- (This first section is the bulk of my Geocities page, rescued from oblivion.)
This page is meant to gather information about the surnames FORLONG and FORLONGE, with variants such as De Forlonge and FURLONG.
I have much information about over 1000 descendants of Forlonges or Forlongs who lived in Scotland in the 18th Century.
Family tradition, backed up by a somewhat sketchy but long and partly-convincing "tree" presumed to have been drawn in the 19th Century, talks of descent from Protestant Counts of Languedoc in southern France and participation in the Battle of Jarnac and the Battle of the Boyne.
Sceptical descendants, including world-renowned (now sadly deceased) film-maker Michael Forlong, have suggested that the Forlongs had no such noble ancestry but invented it after they used their money (from merchandising) to marry into the aristocratic Gordon family of Pitlurg, Aberdeenshire.
Most of the Forlongs I know about are or were in New Zealand; my mother's mother was one of them, but my middle name is Forlonge.
The Forlonges are probably mostly in Australia (although one of the Guinness descendants says more are in Scotland), descended from Mrs Eliza Forlonge, who almost single-handedly started Australia's merino sheep industry by tramping through Saxony (in what is now Germany), buying the best sheep she could find. A museum at Euroa is devoted to her.
I really would like to clear up some mysteries about the origins of the family. Even the link between Forlong and Forlonge is unclear. Official records, such as Old Parish Registers, Directories, and Church records, conflict somewhat. Some of them even use the spelling "FURLONG" for people who are definitely of the same family, which is why my study includes that name.

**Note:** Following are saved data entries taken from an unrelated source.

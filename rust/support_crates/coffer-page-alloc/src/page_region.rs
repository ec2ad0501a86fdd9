//! Page-granular memory regions handed out by the host allocator.
//!
//! A `PageRegion` is a plain handle: it does **not** release its pages when dropped.
//! The owner decides when the memory goes back to the system by calling
//! [`PageRegion::release`], which consumes the handle and therefore cannot run twice.

use std::ptr::NonNull;
use std::sync::OnceLock;

use crate::mmap;

/// Which kind of pages backs a [`PageRegion`].
#[derive(Debug, Clone, Copy, PartialEq, Eq, Default)]
pub enum PageKind {
    /// Regular pages of [`PageRegion::regular_page_size`] bytes.
    #[default]
    Regular,
    /// Large (huge) pages only; allocation fails if the host cannot provide them.
    Large,
    /// Large pages when available, regular pages otherwise.
    LargeWithFallback,
}

/// A zero-filled, page-aligned memory region obtained from the host.
pub struct PageRegion {
    ptr: NonNull<u8>,
    /// Requested size in bytes.
    len: usize,
    /// Mapped size in bytes, a multiple of the page size.
    capacity: usize,
    uses_large_pages: bool,
}

impl PageRegion {
    pub fn regular_page_size() -> usize {
        mmap::get_page_size()
    }

    pub fn large_page_size() -> usize {
        mmap::get_large_page_size()
    }

    /// Allocates at least `size` bytes using the requested page kind.
    ///
    /// A `size` of zero still maps one page; callers that consider empty regions
    /// meaningless should reject them before getting here.
    ///
    /// # Errors
    ///
    /// Returns the host's error if the pages cannot be mapped. For
    /// [`PageKind::LargeWithFallback`] the error is the one from the regular-page attempt.
    pub fn allocate(size: usize, kind: PageKind) -> std::io::Result<PageRegion> {
        match kind {
            PageKind::Regular => Self::allocate_regular(size),
            PageKind::Large => Self::allocate_large(size),
            PageKind::LargeWithFallback => Self::allocate_large(size).or_else(|e| {
                log::debug!("large pages unavailable ({e}), falling back to regular pages");
                Self::allocate_regular(size)
            }),
        }
    }

    fn allocate_regular(size: usize) -> std::io::Result<PageRegion> {
        let (ptr, capacity) = mmap::allocate(size)?;
        Self::from_mapping(ptr, size, capacity, false)
    }

    fn allocate_large(size: usize) -> std::io::Result<PageRegion> {
        check_and_enable_large_page_support()?;
        let (ptr, capacity) = mmap::allocate_large_pages(size)?;
        Self::from_mapping(ptr, size, capacity, true)
    }

    fn from_mapping(
        ptr: *mut std::ffi::c_void,
        len: usize,
        capacity: usize,
        uses_large_pages: bool,
    ) -> std::io::Result<PageRegion> {
        let ptr = NonNull::new(ptr as *mut u8).ok_or_else(|| {
            std::io::Error::new(std::io::ErrorKind::OutOfMemory, "host returned null pages")
        })?;
        let region = PageRegion {
            ptr,
            len,
            capacity,
            uses_large_pages,
        };
        assert!((ptr.as_ptr() as usize).is_multiple_of(region.alignment()));
        log::debug!(
            "mapped {} bytes at {:p} for a {}-byte request ({} pages)",
            capacity,
            ptr,
            len,
            if uses_large_pages { "large" } else { "regular" },
        );
        Ok(region)
    }

    /// Pointer to the first byte of the region.
    #[inline]
    pub fn ptr(&self) -> *mut u8 {
        self.ptr.as_ptr()
    }

    /// The size that was requested, not the mapped capacity.
    #[inline]
    pub fn len(&self) -> usize {
        self.len
    }

    #[inline]
    pub fn is_empty(&self) -> bool {
        self.len == 0
    }

    /// Mapped size, always at least `len()` and a multiple of `alignment()`.
    #[inline]
    pub fn capacity(&self) -> usize {
        self.capacity
    }

    #[inline]
    pub fn uses_large_pages(&self) -> bool {
        self.uses_large_pages
    }

    /// The page size used for this region.
    #[inline]
    pub fn alignment(&self) -> usize {
        if self.uses_large_pages {
            mmap::get_large_page_size()
        } else {
            mmap::get_page_size()
        }
    }

    /// Returns the pages to the host.
    ///
    /// The address and capacity are captured before the handle is consumed, so this is
    /// the only path through which a region is ever freed.
    pub fn release(self) -> std::io::Result<()> {
        let (ptr, capacity) = (self.ptr.as_ptr(), self.capacity);
        log::debug!("unmapping {capacity} bytes at {ptr:p}");
        if self.uses_large_pages {
            unsafe { mmap::free_large_pages(ptr as _, capacity) }
        } else {
            unsafe { mmap::free(ptr as _, capacity) }
        }
    }
}

// SAFETY: a `PageRegion` is the sole handle to its pages; moving it between threads
// moves that ownership along with it.
unsafe impl Send for PageRegion {}

impl std::fmt::Debug for PageRegion {
    fn fmt(&self, f: &mut std::fmt::Formatter<'_>) -> std::fmt::Result {
        f.debug_struct("PageRegion")
            .field("ptr", &self.ptr)
            .field("len", &self.len)
            .field("capacity", &self.capacity)
            .field("uses_large_pages", &self.uses_large_pages)
            .finish()
    }
}

/// Checks, once per process, whether large pages can be allocated, attempting to enable
/// them through platform-specific means if the first probe fails.
pub fn check_and_enable_large_page_support() -> std::io::Result<()> {
    static RESULT: OnceLock<std::io::Result<()>> = OnceLock::new();
    match RESULT.get_or_init(enable_large_page_support) {
        Ok(()) => Ok(()),
        Err(e) => Err(std::io::Error::new(e.kind(), e.to_string())),
    }
}

fn enable_large_page_support() -> std::io::Result<()> {
    if probe_large_page_allocation().is_err() {
        mmap::try_enable_large_pages()?;
        probe_large_page_allocation()
    } else {
        Ok(())
    }
}

fn probe_large_page_allocation() -> std::io::Result<()> {
    let (ptr, capacity) = mmap::allocate_large_pages(1)?;
    unsafe { mmap::free_large_pages(ptr, capacity) }
}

I started to add detail of apparently UNRELATED Forlongs and Forlonges and other variant spellings to the Forlong webBase, starting with material from the IGI. A fascinating detail is this: there was a large concentration of people with such names, long before 1685, in Barnstaple in Devon, which is apparently where numerous Huguenots settled after fleeing from France. Maybe the story of fleeing further north direct from France in 1685 (and getting shipwrecked off the Irish coast) was just a slight embroidery of the truth!
(Don't look for the webBase; Mark hasn't been able to maintain them.)
William of Wellshott and Rev James are now to be considered as brothers, which makes the Australian pastoralist William Jack Forlonge (1811-1890) and his cousin/wife second cousins of:
- Canada's William Forlong (1816-1906) and his brother,
- New Zealand's Gordon Forlong (1819-1908), and their brother,
- Thomas Alexander George Forlong-Gordon (1831-1914); and
- the children of Margaret Finlay Forlong (1801-1849),
That makes Robin Forlonge Patterson and Ian Gordon Patterson and scores of other known relatives (mostly resident in New Zealand or the UK) fifth cousins to:
- Walter *Beauchamp* Lang (1883-1947) and his brother John Horace Lang (1892-) and to
- Charles William (Billy) Forlonge (1920-2007), who moved from Condobolin to Western Australia and left numerous descendants (several of whom are Facebook Friends to several Forlongs and to Robin), and to
- Norman Alan Forlonge (1920-2009) and to
- Ross Lionel Forlonge (1927-) of Adelaide
and probably to Jeanne Mary Thérèse Herbert (1886-1968), grandmother of the said Nicholas Mander, 4th Baronet, FSA.